セカンドハラスメントが発生すると、被害者はもちろん企業にとっても不利益が生じます。複数人がセカンドハラスメントを受けているにもかかわらず企業側が十分な対策をしなければ、従業員からの失望を招くことにつながります。
また、そういった評判がインターネットやSNSを通して拡散することで、企業のイメージも悪化するでしょう。

従業員にとっても企業にとっても、セカンドハラスメントは大きな問題になる場合があります。

セカンドハラスメントの事例

セカンドハラスメントはどういった場面で発生するのか、ここでは3つの事例を紹介します。

【事例1】
業務中、Aさんが上司から「仕事が遅いからもっと早くしろ。できないなら解雇するぞ!」という言葉を浴びせられた。Aさんはパワハラを受けたと感じ、同僚に相談をしてみたものの「お前の仕事が遅いのが原因じゃないの?」と言われた。Aさんは、同僚が自分の辛さを理解してくれないことを悲しく感じた。

【事例2】
Bさんは飲み会の席で上司や同僚から身体を触られたり、彼氏がいるかどうかをしつこく聞かれたりした。嫌がらせを受けたと感じたBさんは、会社のコンプライアンス担当者に相談したところ「お酒の席だから仕方ないよ」と言われてしまった。
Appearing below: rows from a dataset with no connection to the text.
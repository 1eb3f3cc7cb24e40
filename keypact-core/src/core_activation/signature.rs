//! Recoverable signature module
//!
//! Detached secp256k1 signatures carrying a recovery id, encoded on the
//! wire as 65 bytes of `r || s || v`. Verification is recovery-based: the
//! signer's public key is recovered from the signature and reduced to an
//! address, which the registry compares against the target's main key.

use crate::core_registry::address::Address;
use k256::ecdsa::{RecoveryId, Signature, VerifyingKey};
use std::fmt;
use std::str::FromStr;
use thiserror::Error;

/// Wire length of a recoverable signature: 32-byte r, 32-byte s, 1-byte v
pub const SIGNATURE_LEN: usize = 65;

/// Errors raised while decoding or recovering from a signature
#[derive(Debug, Clone, PartialEq, Eq, Error)]
pub enum SignatureError {
    /// Wrong byte length for the r || s || v encoding
    #[error("signature must be {SIGNATURE_LEN} bytes, got {0}")]
    InvalidLength(usize),

    /// r or s is zero or not a canonical field scalar
    #[error("invalid signature scalar encoding")]
    InvalidScalar,

    /// v is not one of 0, 1, 27, 28
    #[error("unknown recovery id {0}")]
    InvalidRecoveryId(u8),

    /// s is in the upper half of the curve order (malleable form)
    #[error("non-canonical signature: high s value")]
    NonCanonical,

    /// No public key could be recovered over the given digest
    #[error("public key recovery failed")]
    RecoveryFailed,

    /// Signing failed (key material unusable for this digest)
    #[error("signing failed")]
    SigningFailed,

    /// Hex input could not be decoded
    #[error("invalid hex: {0}")]
    InvalidHex(String),
}

/// A detached secp256k1 signature with recovery information.
///
/// Only the canonical low-s form is accepted; the malleable high-s twin of
/// a valid signature is rejected at parse time.
#[derive(Debug, Clone, Copy, PartialEq, Eq)]
pub struct RecoverableSignature {
    r: [u8; 32],
    s: [u8; 32],
    // normalized recovery id (0..=3)
    v: u8,
}

impl RecoverableSignature {
    /// Parse the 65-byte `r || s || v` encoding.
    ///
    /// `v` is accepted in both the raw (0/1) and offset (27/28) forms
    /// external signers produce, and stored normalized.
    pub fn from_bytes(bytes: &[u8]) -> Result<Self, SignatureError> {
        if bytes.len() != SIGNATURE_LEN {
            return Err(SignatureError::InvalidLength(bytes.len()));
        }
        let v = match bytes[64] {
            0 | 27 => 0,
            1 | 28 => 1,
            other => return Err(SignatureError::InvalidRecoveryId(other)),
        };
        let signature =
            Signature::from_slice(&bytes[..64]).map_err(|_| SignatureError::InvalidScalar)?;
        if signature.normalize_s().is_some() {
            return Err(SignatureError::NonCanonical);
        }

        let mut r = [0u8; 32];
        let mut s = [0u8; 32];
        r.copy_from_slice(&bytes[..32]);
        s.copy_from_slice(&bytes[32..64]);
        Ok(RecoverableSignature { r, s, v })
    }

    /// Parse from a hex string, with or without the 0x prefix
    pub fn from_hex(s: &str) -> Result<Self, SignatureError> {
        let raw = s.strip_prefix("0x").unwrap_or(s);
        let bytes = hex::decode(raw).map_err(|e| SignatureError::InvalidHex(e.to_string()))?;
        Self::from_bytes(&bytes)
    }

    /// Encode as 65 bytes. `v` is emitted in the offset form (27/28)
    /// external personal-message signers use.
    pub fn to_bytes(&self) -> [u8; SIGNATURE_LEN] {
        let mut out = [0u8; SIGNATURE_LEN];
        out[..32].copy_from_slice(&self.r);
        out[32..64].copy_from_slice(&self.s);
        out[64] = self.v + 27;
        out
    }

    /// Recover the signer's address from this signature over a 32-byte
    /// prehashed message
    pub fn recover_address(&self, prehash: &[u8; 32]) -> Result<Address, SignatureError> {
        let mut compact = [0u8; 64];
        compact[..32].copy_from_slice(&self.r);
        compact[32..].copy_from_slice(&self.s);
        let signature =
            Signature::from_slice(&compact).map_err(|_| SignatureError::InvalidScalar)?;
        let recovery_id =
            RecoveryId::from_byte(self.v).ok_or(SignatureError::InvalidRecoveryId(self.v))?;
        let key = VerifyingKey::recover_from_prehash(prehash, &signature, recovery_id)
            .map_err(|_| SignatureError::RecoveryFailed)?;
        Ok(Address::from_public_key(&key))
    }

    pub(crate) fn from_parts(signature: &Signature, recovery_id: RecoveryId) -> Self {
        let bytes = signature.to_bytes();
        let mut r = [0u8; 32];
        let mut s = [0u8; 32];
        r.copy_from_slice(&bytes[..32]);
        s.copy_from_slice(&bytes[32..]);
        RecoverableSignature {
            r,
            s,
            v: recovery_id.to_byte(),
        }
    }
}

impl fmt::Display for RecoverableSignature {
    fn fmt(&self, f: &mut fmt::Formatter<'_>) -> fmt::Result {
        write!(f, "0x{}", hex::encode(self.to_bytes()))
    }
}

impl FromStr for RecoverableSignature {
    type Err = SignatureError;

    fn from_str(s: &str) -> Result<Self, Self::Err> {
        RecoverableSignature::from_hex(s)
    }
}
Bさんは職場内の人間関係に不安を感じ、転職を余儀なくされた。

【事例3】
Cさんは親しくしていた先輩に、上司からのセクハラ・マタハラを相談した。すると、相談したことが社内に広まってしまったうえ「あいつは嘘をついている」という事実と異なる内容が広がった。Cさんは周囲からの視線が気になり、職場での居場所がないと感じた。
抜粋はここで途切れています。